Your offline to online commerce solution might be very simple, or it might be a complex, omni-channel operation with hundreds of possible touchpoints.
Whichever approach makes sense for your business, the key is to understand the systems and solutions that are involved in bringing this to life, and ensuring there are robust connections between application, as well as processes for safeguarding data.
Ksubaka’s own Cloudshelf solution provides a simple way to encourage in-store customers to shop your complete range of products. Cloudshelf is typically deployed on our fleet of interactive touchscreens, pre-loaded with a selection of your products. Customers can find additional sizes, colours or products, and place orders with just a couple of clicks. By using your existing ecommerce assets, this is one offline to online solution that can be implemented rapidly and without a complex integration.
Offline to online retail comes in many forms, and serves many purposes. You might want to encourage customers to use stores in particular ways, or to take advantage of new services, or to make your brand distinctive from your competitors. Your goals will likely dictate your approach, but the following examples provide a blueprint for O2O retail.
How can you use your online data to customise offers for in-store customers? Can you email customers coupons that they can use in-store? Or email invitations for in-store events? These kinds of incentives encourage positive behaviours, and also show customers that you understand them, and value their loyalty.
Or could you give in-store customers a unique code, based on their purchase, to save money when they next order online? For example, customers who buy jeans might be offered a discount code for additional denim purchases. Offers and discounts are an ideal way to nudge customers to make the most of your physical and digital retail offerings.
Book in-store experiences online
While this is technically an online-to-offline play, it can also support your goal of blurring the distinction between your two retail channels. By promoting in-store events, services and experiences, such as flash sales, free trials, tasting sessions and talks, you encourage digital-focused shopper to visit your stores, and re-discover the value they offer. This can be advantageous if your competitors are digital-first, and have no real estate on which to compete.
The best way to achieve a seamless link between your online and offline retail is to offer in-store shoppers a simple way to browse and buy products while they’re still in your store.
With as many as 90% of shoppers leaving empty-handed (TimeTrade), it’s clear that retailers need new ways to meet customer demand.
Endless aisle solutions, such as Cloudshelf from Ksubaka, give you the opportunity to meet every customer demand, by making your online items easily available in-store.

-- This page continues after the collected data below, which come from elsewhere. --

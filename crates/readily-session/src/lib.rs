//! Session management for Readily conversations.

pub mod session;
pub mod store;
pub mod sweeper;

pub use session::{Session, SessionContext};
pub use store::{EvictionPolicy, InMemorySessionStore, SessionHandle, SessionStore};
pub use sweeper::spawn_sweeper;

Using our fleet of interactive touchscreens, Cloudshelf provides a prominent display of relevant products, which can be tailored to different seasonal requirements, or to the zone of the store.

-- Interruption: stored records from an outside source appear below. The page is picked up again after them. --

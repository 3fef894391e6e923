use serde::{Deserialize, Serialize};
use std::fmt;
use thiserror::Error;

/// A convenience `Result` alias using [`ReadilyError`].
pub type ReadilyResult<T> = Result<T, ReadilyError>;

/// The kind of catalog entity a command or an error refers to.
#[derive(Debug, Clone, Copy, PartialEq, Eq, Hash, Serialize, Deserialize)]
#[serde(rename_all = "lowercase")]
pub enum EntityKind {
    /// A book, looked up by title.
    Book,
    /// An author, looked up by name.
    Author,
}

impl EntityKind {
    /// The noun used in replies ("book", "author").
    pub fn noun(self) -> &'static str {
        match self {
            EntityKind::Book => "book",
            EntityKind::Author => "author",
        }
    }

    /// The noun with its indefinite article ("a book", "an author").
    pub fn with_article(self) -> &'static str {
        match self {
            EntityKind::Book => "a book",
            EntityKind::Author => "an author",
        }
    }

    /// What a lookup of this kind is keyed by ("book title", "author name").
    pub fn lookup_key(self) -> &'static str {
        match self {
            EntityKind::Book => "a book title",
            EntityKind::Author => "an author name",
        }
    }
}

impl fmt::Display for EntityKind {
    fn fmt(&self, f: &mut fmt::Formatter<'_>) -> fmt::Result {
        f.write_str(self.noun())
    }
}

/// Top-level error type for Readily.
///
/// The first three variants are user input errors: the message was understood
/// but cannot be executed against the current session. Everything else is a
/// failure of the service or one of its collaborators.
#[derive(Debug, Error)]
pub enum ReadilyError {
    /// A lookup command was sent without the entity name.
    #[error("Please enter {}!", .0.lookup_key())]
    MissingEntityName(EntityKind),

    /// An attribute was requested before any record of that kind was looked up.
    #[error("Please provide {} first!", .0.with_article())]
    MissingContext(EntityKind),

    /// An attribute token outside the enumerated set for the entity kind.
    #[error(
        "Unknown {kind} attribute '{attribute}'. Please provide {} first, then ask for one of: {expected}",
        .kind.with_article()
    )]
    UnknownAttribute {
        /// Entity kind the attribute was asked about.
        kind: EntityKind,
        /// The attribute token as typed.
        attribute: String,
        /// Comma-separated list of accepted tokens.
        expected: String,
    },

    /// The remote catalog could not produce a record.
    #[error("Catalog error: {0}")]
    Catalog(String),

    /// No session is registered under the given token.
    #[error("No session found for: {0}.")]
    SessionNotFound(String),

    /// An error in configuration parsing or validation.
    #[error("Config error: {0}")]
    Config(String),

    /// A JSON serialization or deserialization error.
    #[error("JSON error: {0}")]
    Json(#[from] serde_json::Error),

    /// A standard I/O error.
    #[error("IO error: {0}")]
    Io(#[from] std::io::Error),
}

impl ReadilyError {
    /// Returns true for errors caused by the user's message rather than by
    /// the service. These leave the session untouched and are safe to show.
    pub fn is_user_error(&self) -> bool {
        matches!(
            self,
            ReadilyError::MissingEntityName(_)
                | ReadilyError::MissingContext(_)
                | ReadilyError::UnknownAttribute { .. }
        )
    }
}

#[cfg(test)]
mod tests {
    use super::*;

    #[test]
    fn test_user_error_messages() {
        assert_eq!(
            ReadilyError::MissingEntityName(EntityKind::Book).to_string(),
            "Please enter a book title!"
        );
        assert_eq!(
            ReadilyError::MissingEntityName(EntityKind::Author).to_string(),
            "Please enter an author name!"
        );
        assert_eq!(
            ReadilyError::MissingContext(EntityKind::Book).to_string(),
            "Please provide a book first!"
        );
        assert_eq!(
            ReadilyError::MissingContext(EntityKind::Author).to_string(),
            "Please provide an author first!"
        );
    }

    #[test]
    fn test_unknown_attribute_mentions_context() {
        let err = ReadilyError::UnknownAttribute {
            kind: EntityKind::Author,
            attribute: "shoe size".into(),
            expected: "gender, info".into(),
        };
        let text = err.to_string();
        assert!(text.starts_with("Unknown author attribute 'shoe size'."));
        assert!(text.contains("Please provide an author first"));
        assert!(text.ends_with("gender, info"));
    }

    #[test]
    fn test_is_user_error() {
        assert!(ReadilyError::MissingContext(EntityKind::Book).is_user_error());
        assert!(ReadilyError::MissingEntityName(EntityKind::Author).is_user_error());
        assert!(!ReadilyError::Catalog("timeout".into()).is_user_error());
        assert!(!ReadilyError::SessionNotFound("abc".into()).is_user_error());
    }
}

With just a few taps, customers can browse the entire range, compare styles, colours and sizes, and even see products in context, such as in a home setting, or worn by a model.
Instead of leaving empty-handed, more of your customers can find the perfect item and order it immediately, either for home delivery or collection in-store.

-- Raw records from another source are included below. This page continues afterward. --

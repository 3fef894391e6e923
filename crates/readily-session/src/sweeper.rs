use crate::store::SessionStore;
use std::sync::Arc;
use std::time::Duration;
use tokio::task::JoinHandle;
use tracing::debug;

/// Runs [`SessionStore::evict_idle`] every `every` until the task is aborted.
pub fn spawn_sweeper(store: Arc<dyn SessionStore>, every: Duration) -> JoinHandle<()> {
    tokio::spawn(async move {
        let mut ticker = tokio::time::interval(every);
        // the first tick completes immediately
        ticker.tick().await;
        loop {
            ticker.tick().await;
            let evicted = store.evict_idle().await;
            debug!(evicted, "Session sweep finished");
        }
    })
}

Whether you are looking to resist pressures from online retailer, or simply provide customers with a more compelling in-store experience, we can help.
While it once took years for organisations to go digital, we can now achieve this overnight, and bring your online investment into stores in hours. This is something we did for Fortnum & Mason to help them sell their extensive range of hampers in-store, without carrying tonnes of stock.
Having worked with dozens of retailers in the UK and Asia, we understand how to use advanced technology to engage shoppers and boost sales.